Pilotes de Canadair, pompiers : combien gagnent ceux qui luttent contre les incendies ?
Fait principal
En France, les pilotes de bombardiers d’eau et les pompiers professionnels sont en première ligne pour lutter contre les incendies. Leur rémunération varie considérablement selon leur statut et leur expérience.
Contexte factuel
Les pilotes de Canadair et de Dash, bien qu’ils ne soient qu’une centaine en France, jouent un rôle crucial dans la lutte contre les feux de forêt. Leurs missions, qui incluent des écopages à ras de l’eau et des largages à basse altitude, sont particulièrement dangereuses. La plupart de ces pilotes sont d’anciens membres de l’Armée de l’air, recrutés pour leur expertise.

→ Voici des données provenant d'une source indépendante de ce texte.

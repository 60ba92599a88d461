//! Application constants
//!
//! Centralized location for all domain-level constants used throughout the
//! application.

// Attendance defaults
pub const DEFAULT_LATE_THRESHOLD: &str = "10:10";
pub const MISSING_AVERAGE_PLACEHOLDER: &str = "-";

// Calendar display colors (hex, resolved client-side)
pub const COLOR_MEETING: &str = "#3b82f6";
pub const COLOR_SITE_VISIT: &str = "#f59e0b";
pub const COLOR_DEADLINE: &str = "#ef4444";
pub const COLOR_PERSONAL: &str = "#8b5cf6";
pub const COLOR_OTHER: &str = "#64748b";
// Done events always render in this color, regardless of category
pub const COLOR_COMPLETED: &str = "#9ca3af";

// Default time zone for local-day bucketing
pub const DEFAULT_TIMEZONE: &str = "Asia/Seoul";

// Change-feed table names pushed by the hosted store
pub const TABLE_EVENTS: &str = "events";
pub const TABLE_ATTENDANCE: &str = "attendance";
pub const TABLE_TASKS: &str = "tasks";
pub const TABLE_NOTIFICATIONS: &str = "notifications";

Les pompiers professionnels, quant à eux, représentent 44 300 agents, tandis que 13 400 sont des militaires. Ils sont souvent mobilisés sur le terrain pour éteindre les flammes dans des zones à risque comme la Gironde ou le Var.
Données ou statistiques
1. Les pilotes des bombardiers d’eau
Les pilotes de Canadair perçoivent en moyenne 5 000 € nets par mois, avec une fourchette allant de 3 500 € en début de carrière à plus de 5 500 € pour un commandant senior. Selon la commission des Finances du Sénat, ces pilotes gagnent « trois fois moins que leurs homologues de l’aviation commerciale », ce qui contribue à des difficultés de recrutement.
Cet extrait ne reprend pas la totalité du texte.